Jacques Coursil © Christian Taillemite

Puis en 1975, il rentre à Paris, enseigne la linguistique à l’Université de Caen, passe son doctorat en 1977 et abandonne peu à peu la trompette et la scène [1], tout en continuant à la travailler comme une fonction supplémentaire du langage. Jacques Coursil disparaît des discussions des mélomanes autrement que pour parler des souvenirs. Sans ironie sans doute, à l’orée du XXIe siècle, il publie La fonction muette du langage. La suite est plus connue : la rencontre fortuite avec Tzadik et la parution de Minimal Brass en 2005 ; la collaboration de Coursil à Identité en Crescendo, l’album du rappeur français Rocé, et la sortie en 2007 de Clameurs, un disque ou l’élégance se marie au discours politique. « Non au meurtre de ce qu’il y a de plus humain dans le monde : la liberté » cite-t-il dans « Frantz Fanon 1952 ». Des penseurs que la France métropolitaine s’empresserait d’oublier s’il n’y avait pas eu des consciences comme Coursil pour les raviver.

Jacques Coursil © Franpi Barriaux

Difficile de ne pas raconter une anecdote de cette époque où la trompette de Coursil fut de retour sur la scène. C’était en 2013 à Rouen, avec Benjamin Duboc et Didier Lasserre. Le silence entourait l’arrivée du trompettiste sur scène, et il était difficile de ne pas ressentir l’aura qu’avait Coursil sur nos musiques, à ce moment-là. C’était plus qu’un retour, c’était une forme de renaissance, une abolition des 30 ans sans scène en quelques notes minimalistes. Le linguiste était en quête du son idéal en se déplaçant sur scène, en humant l’air, en cherchant la sympathie avec la caisse claire ou les cordes de la contrebasse. Ce n’était pas le son parfait, c’était le son idéal, et la différence est immense. Comme l’est le vide qu’il laisse dans une période où sa voix et sa pensée étaient plus que nécessaires. Mais les consciences ne s’éteignent jamais vraiment.

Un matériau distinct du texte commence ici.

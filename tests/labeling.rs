use std::fs;

use au::roster::{MatchMode, Rename, Roster, apply_renames, plan_renames, subdir_names};

#[test]
fn directory_is_labeled_with_the_roster_name() {
    let roster = Roster::from_entries([("ada", "Ada Lovelace")]);
    let labeling = roster.label_dirs(&["hw1-ada-20240101"], MatchMode::Lookup, false);

    assert_eq!(labeling.display_name("hw1-ada-20240101"), Some("Ada Lovelace"));
    assert_eq!(
        labeling.dir_identity.get("hw1-ada-20240101").map(String::as_str),
        Some("ada")
    );
    assert!(labeling.unmatched.is_empty());
}

#[test]
fn longer_identities_win_over_their_substrings() {
    let roster = Roster::from_entries([("ann", "Ann Smith"), ("joanna", "Joanna Jones")]);
    let labeling = roster.label_dirs(&["hw1-joanna", "hw1-ann"], MatchMode::Lookup, false);

    assert_eq!(labeling.display_name("hw1-joanna"), Some("Joanna Jones"));
    assert_eq!(labeling.display_name("hw1-ann"), Some("Ann Smith"));
}

#[test]
fn short_and_empty_identities_are_dropped() {
    let roster = Roster::from_entries([("a", "Too Short"), ("", "Nobody"), ("bob", "Bob")]);
    assert_eq!(roster.len(), 1);
    assert_eq!(roster.name("bob"), Some("Bob"));
}

#[test]
fn consume_mode_labels_each_identity_once() {
    let roster = Roster::from_entries([("ada", "Ada Lovelace")]);
    let dirs = ["hw1-ada", "hw2-ada"];

    let consumed = roster.label_dirs(&dirs, MatchMode::Consume, false);
    assert_eq!(consumed.dir_identity.len(), 1);
    assert!(consumed.dir_identity.contains_key("hw1-ada"));

    let looked_up = roster.label_dirs(&dirs, MatchMode::Lookup, false);
    assert_eq!(looked_up.dir_identity.len(), 2);
    assert_eq!(
        looked_up.identity_dir.get("ada").map(String::as_str),
        Some("hw2-ada")
    );
}

#[test]
fn identities_without_a_directory_are_reported() {
    let roster = Roster::from_entries([("ada", "Ada"), ("grace", "Grace Hopper")]);
    let labeling = roster.label_dirs(&["hw1-ada", "hw1-unknown"], MatchMode::Lookup, false);

    assert_eq!(labeling.unmatched, vec!["grace".to_string()]);
    assert_eq!(labeling.display_name("hw1-unknown"), None);
}

#[test]
fn case_folding_is_opt_in() {
    let roster = Roster::from_entries([("ada", "Ada Lovelace")]);
    let strict = roster.label_dirs(&["hw1-ADA"], MatchMode::Lookup, false);
    assert!(strict.dir_identity.is_empty());

    let folded = roster.label_dirs(&["hw1-ADA"], MatchMode::Lookup, true);
    assert_eq!(folded.display_name("hw1-ADA"), Some("Ada Lovelace"));
}

#[test]
fn roster_csv_requires_its_columns() {
    let dir = tempfile::tempdir().unwrap();

    let good = dir.path().join("roster.csv");
    fs::write(
        &good,
        "identifier,github_username,github_id,name\nAda Lovelace,ada,1,\nNo Login,,,\n",
    )
    .unwrap();
    let roster = Roster::from_csv(&good).unwrap();
    assert_eq!(roster.len(), 1);
    assert_eq!(roster.name("ada"), Some("Ada Lovelace"));

    let bad = dir.path().join("bad.csv");
    fs::write(&bad, "name,login\nAda,ada\n").unwrap();
    assert!(Roster::from_csv(&bad).is_err());
}

#[test]
fn renames_insert_the_student_name() {
    let roster = Roster::from_entries([("ada", "Ada Lovelace"), ("alan", "Alan Turing")]);
    let dirs = ["hw1-ada", "hw1-alan", "hw1-Ada_Lovelace@ada-old"];

    let plans = plan_renames(&roster, &dirs[..2], false, false);
    assert_eq!(
        plans,
        vec![
            Rename {
                from: "hw1-ada".into(),
                to:   "hw1-Ada_Lovelace@ada".into(),
            },
            Rename {
                from: "hw1-alan".into(),
                to:   "hw1-Alan_Turing@alan".into(),
            },
        ]
    );

    let already = plan_renames(&roster, &dirs[2..], false, false);
    assert!(already.is_empty());
}

#[test]
fn renames_can_drop_the_shared_prefix() {
    let roster = Roster::from_entries([("ada", "Ada Lovelace"), ("alan", "Alan Turing")]);
    let plans = plan_renames(&roster, &["hw1-ada", "hw1-alan"], true, false);
    let targets: Vec<&str> = plans.iter().map(|p| p.to.as_str()).collect();
    assert_eq!(targets, vec!["Ada_Lovelace@ada", "Alan_Turing@alan"]);
}

#[test]
fn preview_leaves_directories_alone() {
    let root = tempfile::tempdir().unwrap();
    fs::create_dir(root.path().join("hw1-ada")).unwrap();
    let roster = Roster::from_entries([("ada", "Ada Lovelace")]);

    let names = subdir_names(root.path()).unwrap();
    let plans = plan_renames(&roster, &names, false, false);

    let previewed = apply_renames(root.path(), &plans, true);
    assert_eq!(previewed.len(), 1);
    assert!(root.path().join("hw1-ada").is_dir());

    let done = apply_renames(root.path(), &plans, false);
    assert_eq!(done.len(), 1);
    assert!(root.path().join("hw1-Ada_Lovelace@ada").is_dir());
    assert!(!root.path().join("hw1-ada").exists());
}
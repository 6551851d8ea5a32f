#![warn(missing_docs)]
#![warn(clippy::missing_docs_in_private_items)]

//! Load/store of the hidden per-submission results file.

use std::{
    fs,
    io::ErrorKind,
    path::{Path, PathBuf},
};

use super::results::SubmissionResult;
use crate::{
    constants::RESULTS_FILE_NAME,
    error::{GradeError, GradeResult},
};

/// Path of the results file inside `submission_dir`.
pub fn results_path(submission_dir: &Path) -> PathBuf {
    submission_dir.join(RESULTS_FILE_NAME)
}

/// Returns true if `submission_dir` has a cached result.
pub fn has_results(submission_dir: &Path) -> bool {
    results_path(submission_dir).is_file()
}

/// Writes `result` to the results file, replacing any previous one.
pub fn store(submission_dir: &Path, result: &SubmissionResult) -> GradeResult<PathBuf> {
    let path = results_path(submission_dir);
    let json = serde_json::to_string_pretty(result).map_err(|source| GradeError::Json {
        path: path.clone(),
        source,
    })?;
    fs::write(&path, json).map_err(|e| GradeError::io(&path, e))?;
    tracing::debug!("wrote {}", path.display());
    Ok(path)
}

/// Reads the cached result. A missing file is a [`GradeError::CacheMiss`].
pub fn load(submission_dir: &Path) -> GradeResult<SubmissionResult> {
    let path = results_path(submission_dir);
    let raw = match fs::read_to_string(&path) {
        Ok(raw) => raw,
        Err(e) if e.kind() == ErrorKind::NotFound => {
            return Err(GradeError::CacheMiss(submission_dir.to_path_buf()));
        }
        Err(e) => return Err(GradeError::io(&path, e)),
    };
    serde_json::from_str(&raw).map_err(|source| GradeError::Json { path, source })
}
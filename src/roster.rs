#![warn(missing_docs)]
#![warn(clippy::missing_docs_in_private_items)]

//! Roster loading and reconciliation of roster identities with submission
//! directory names.
//!
//! Directory names are matched against identities by substring, longest
//! identity first, so `ann` never claims `hw1-joanna` while `joanna` is on
//! the roster.

use std::{
    collections::BTreeMap,
    fs,
    path::{Path, PathBuf},
};

use anyhow::{Context, Result, bail};
use serde::Deserialize;

use crate::{
    constants::{MIN_PATTERN_LEN, UNSAFE_DIR_CHARS},
    error::{GradeError, GradeResult},
};

/// Column holding the identity in a classroom roster export.
const IDENTITY_COLUMN: &str = "github_username";

/// Column holding the display name in a classroom roster export.
const NAME_COLUMN: &str = "identifier";

/// One row of a roster CSV.
#[derive(Deserialize, Debug)]
struct RosterRow {
    /// Display name.
    #[serde(rename = "identifier", default)]
    name:     String,
    /// Login.
    #[serde(rename = "github_username", default)]
    identity: String,
}

/// Instructor-supplied identity to display name table. Immutable once built.
#[derive(Clone, Debug, Default, PartialEq)]
pub struct Roster {
    /// Identity to display name.
    entries: BTreeMap<String, String>,
}

/// How identities are consumed while labeling.
#[derive(Clone, Copy, Debug, PartialEq, Eq)]
pub enum MatchMode {
    /// Each identity labels at most one directory, the first in sorted
    /// order. Used when renaming.
    Consume,
    /// Identities may label several directories; the identity maps to the
    /// last one.
    Lookup,
}

/// Result of matching a roster against directory names.
#[derive(Clone, Debug, Default, PartialEq)]
pub struct Labeling {
    /// Identity to display name, for every roster entry.
    pub names:        BTreeMap<String, String>,
    /// Directory name to the identity found in it.
    pub dir_identity: BTreeMap<String, String>,
    /// Identity to the directory it labeled.
    pub identity_dir: BTreeMap<String, String>,
    /// Identities no directory contained, in roster order.
    pub unmatched:    Vec<String>,
}

impl Labeling {
    /// Display name for a directory, if it was labeled.
    pub fn display_name(&self, dir_name: &str) -> Option<&str> {
        self.dir_identity
            .get(dir_name)
            .and_then(|identity| self.names.get(identity))
            .map(String::as_str)
    }
}

impl Roster {
    /// Builds a roster from `(identity, display name)` pairs. Empty
    /// identities and identities shorter than the minimum length are dropped.
    pub fn from_entries<I, K, V>(entries: I) -> Self
    where
        I: IntoIterator<Item = (K, V)>,
        K: Into<String>,
        V: Into<String>,
    {
        let mut roster = Roster::default();
        for (identity, name) in entries {
            let identity = identity.into().trim().to_string();
            let name = name.into();
            if identity.is_empty() {
                continue;
            }
            if identity.chars().count() < MIN_PATTERN_LEN {
                tracing::info!("Skipping roster entry {identity} -> {name}: identity too short");
                continue;
            }
            roster.entries.insert(identity, name);
        }
        roster
    }

    /// Reads a classroom roster export with `identifier` and
    /// `github_username` columns. Rows without a username are skipped.
    pub fn from_csv(path: &Path) -> Result<Self> {
        let mut reader = csv::Reader::from_path(path)
            .with_context(|| format!("Could not open roster {}", path.display()))?;

        let headers = reader
            .headers()
            .with_context(|| format!("Could not read the header of {}", path.display()))?;
        for column in [IDENTITY_COLUMN, NAME_COLUMN] {
            if !headers.iter().any(|h| h.trim() == column) {
                bail!("{} has no `{column}` column", path.display());
            }
        }

        let mut entries = Vec::new();
        for row in reader.deserialize::<RosterRow>() {
            let row = row.with_context(|| format!("Malformed row in {}", path.display()))?;
            entries.push((row.identity, row.name));
        }
        let roster = Roster::from_entries(entries);
        tracing::debug!("Loaded {} roster entries from {}", roster.len(), path.display());
        Ok(roster)
    }

    /// Number of identities.
    pub fn len(&self) -> usize {
        self.entries.len()
    }

    /// True when the roster has no identities.
    pub fn is_empty(&self) -> bool {
        self.entries.is_empty()
    }

    /// Display name for `identity`.
    pub fn name(&self, identity: &str) -> Option<&str> {
        self.entries.get(identity).map(String::as_str)
    }

    /// Identities, longest first, ties in lexicographic order.
    pub fn patterns(&self) -> Vec<&str> {
        let mut patterns: Vec<&str> = self.entries.keys().map(String::as_str).collect();
        patterns.sort_by(|a, b| b.len().cmp(&a.len()).then_with(|| a.cmp(b)));
        patterns
    }

    /// Matches identities against `dir_names`, visited in sorted order. The
    /// first (longest) identity contained in a name labels it.
    pub fn label_dirs<S: AsRef<str>>(
        &self,
        dir_names: &[S],
        mode: MatchMode,
        ignore_case: bool,
    ) -> Labeling {
        let mut sorted: Vec<&str> = dir_names.iter().map(AsRef::as_ref).collect();
        sorted.sort_unstable();

        let patterns = self.patterns();
        let mut labeling = Labeling {
            names: self.entries.clone(),
            ..Labeling::default()
        };

        for dir_name in sorted {
            let found = patterns.iter().find(|pattern| {
                let consumed = mode == MatchMode::Consume
                    && labeling.identity_dir.contains_key(**pattern);
                !consumed && find_identity(dir_name, pattern, ignore_case).is_some()
            });
            if let Some(identity) = found {
                tracing::debug!("{dir_name} belongs to {identity}");
                labeling
                    .dir_identity
                    .insert(dir_name.to_string(), identity.to_string());
                labeling
                    .identity_dir
                    .insert(identity.to_string(), dir_name.to_string());
            }
        }

        labeling.unmatched = self
            .entries
            .keys()
            .filter(|identity| !labeling.identity_dir.contains_key(*identity))
            .cloned()
            .collect();
        labeling
    }
}

/// Byte offset of `identity` inside `dir_name`. Case folding is ASCII only,
/// so offsets stay valid in the original name.
fn find_identity(dir_name: &str, identity: &str, ignore_case: bool) -> Option<usize> {
    if ignore_case {
        dir_name
            .to_ascii_lowercase()
            .find(&identity.to_ascii_lowercase())
    } else {
        dir_name.find(identity)
    }
}

/// Immediate subdirectory names of `root`, sorted.
pub fn subdir_names(root: &Path) -> GradeResult<Vec<String>> {
    let mut names = Vec::new();
    for entry in fs::read_dir(root).map_err(|e| GradeError::io(root, e))? {
        let entry = entry.map_err(|e| GradeError::io(root, e))?;
        if entry.path().is_dir() {
            names.push(entry.file_name().to_string_lossy().into_owned());
        }
    }
    names.sort();
    Ok(names)
}

/// A display name made safe for a directory: unsafe characters and
/// whitespace runs become `_`, and `__` collapses to `_`.
pub fn safe_name(name: &str) -> String {
    let mut safe = UNSAFE_DIR_CHARS.replace_all(name.trim(), "_").into_owned();
    while safe.contains("__") {
        safe = safe.replace("__", "_");
    }
    safe
}

/// Longest prefix shared by every name, cut back to its last `-`.
fn common_dash_prefix<S: AsRef<str>>(names: &[S]) -> Option<String> {
    let first = names.first()?.as_ref();
    let mut len = first.len();
    for name in &names[1..] {
        len = first
            .bytes()
            .zip(name.as_ref().bytes())
            .take(len)
            .take_while(|(a, b)| a == b)
            .count();
    }
    let shared = first.get(..len)?;
    shared.rfind('-').map(|dash| shared[..=dash].to_string())
}

/// One planned directory rename.
#[derive(Clone, Debug, PartialEq, Eq)]
pub struct Rename {
    /// Current directory name.
    pub from: String,
    /// New directory name.
    pub to:   String,
}

/// Plans renames so each matched directory carries the student's name:
/// `hw1-ada` becomes `hw1-Ada_Lovelace@ada`. Directories that already carry
/// the name are left alone. With `remove_prefix`, the dash-terminated
/// prefix shared by all matched directories is dropped.
pub fn plan_renames<S: AsRef<str>>(
    roster: &Roster,
    dir_names: &[S],
    remove_prefix: bool,
    ignore_case: bool,
) -> Vec<Rename> {
    let labeling = roster.label_dirs(dir_names, MatchMode::Consume, ignore_case);
    let matched: Vec<&String> = labeling.dir_identity.keys().collect();
    let prefix = if remove_prefix { common_dash_prefix(&matched) } else { None };

    let mut plans = Vec::new();
    for (dir_name, identity) in &labeling.dir_identity {
        let Some(name) = roster.name(identity) else {
            continue;
        };
        let safe = safe_name(name);

        let mut target = if safe.is_empty() || dir_name.contains(&safe) {
            dir_name.clone()
        } else {
            match find_identity(dir_name, identity, ignore_case) {
                Some(start) => {
                    let end = start + identity.len();
                    let found = &dir_name[start..end];
                    format!("{}{safe}@{found}{}", &dir_name[..start], &dir_name[end..])
                }
                None => dir_name.clone(),
            }
        };
        if let Some(prefix) = &prefix
            && let Some(rest) = target.strip_prefix(prefix.as_str())
            && !rest.is_empty()
        {
            target = rest.to_string();
        }

        if &target != dir_name {
            plans.push(Rename {
                from: dir_name.clone(),
                to:   target,
            });
        }
    }
    plans
}

/// Carries out `plans` inside `root`. With `preview` nothing is touched.
/// Renames whose target already exists are logged and skipped. Returns the
/// renames performed (or previewed).
pub fn apply_renames(root: &Path, plans: &[Rename], preview: bool) -> Vec<Rename> {
    let mut done = Vec::new();
    for plan in plans {
        let from: PathBuf = root.join(&plan.from);
        let to: PathBuf = root.join(&plan.to);
        if preview {
            tracing::info!("Would rename {} -> {}", plan.from, plan.to);
            done.push(plan.clone());
            continue;
        }
        if to.exists() {
            tracing::error!("Cannot rename {}: {} already exists", plan.from, plan.to);
            continue;
        }
        match fs::rename(&from, &to) {
            Ok(()) => {
                tracing::info!("Renamed {} -> {}", plan.from, plan.to);
                done.push(plan.clone());
            }
            Err(e) => tracing::error!("Cannot rename {}: {e}", plan.from),
        }
    }
    done
}

#[cfg(test)]
mod tests {
    use super::*;

    #[test]
    fn safe_names_collapse_separators() {
        assert_eq!(safe_name("Ada Lovelace"), "Ada_Lovelace");
        assert_eq!(safe_name("Lovelace, Ada"), "Lovelace_Ada");
        assert_eq!(safe_name("O'Brien  /  Pat"), "O'Brien_Pat");
        assert_eq!(safe_name("a__b"), "a_b");
    }

    #[test]
    fn dash_prefix_stops_at_the_last_dash() {
        let names = ["hw1-ada", "hw1-alan", "hw1-bob"];
        assert_eq!(common_dash_prefix(&names).as_deref(), Some("hw1-"));
        let close = ["hw1-ada", "hw1-alan"];
        assert_eq!(common_dash_prefix(&close).as_deref(), Some("hw1-"));
        assert_eq!(common_dash_prefix(&["ada", "bob"]), None);
        assert_eq!(common_dash_prefix::<&str>(&[]), None);
    }

    #[test]
    fn patterns_are_longest_first() {
        let roster = Roster::from_entries([("ann", "Ann"), ("joanna", "Joanna"), ("bob", "Bob")]);
        assert_eq!(roster.patterns(), vec!["joanna", "ann", "bob"]);
    }
}
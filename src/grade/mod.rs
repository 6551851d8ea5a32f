#![warn(missing_docs)]
#![warn(clippy::missing_docs_in_private_items)]

//! The grading pipeline: evaluate, cache, score, render, export.

/// Load/store of the per-submission results file
pub mod cache;
/// Per-submission evaluation
pub mod eval;
/// CSV grade book
pub mod export;
/// Markdown feedback documents
pub mod feedback;
/// The persisted result record and tool reports
pub mod results;
/// Weighted scoring
pub mod scoring;

pub use eval::Evaluator;
pub use results::{Status, StyleReport, SubmissionResult, TestReport};
pub use scoring::{Score, ScoringParams, score};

par Franpi Barriaux // Publié le 28 juin 2020
P.-S. :

[1Si l’on fait exception, et ce sont Julien Palomo et Jean Rochard qui nous l’apprennent, de plusieurs participations aux orchestres de François Tusques au théâtre Dunois où à la Chantenay-Villedieu avec Jean-Jacques Avenel et Muhammad Ali dans les années 80.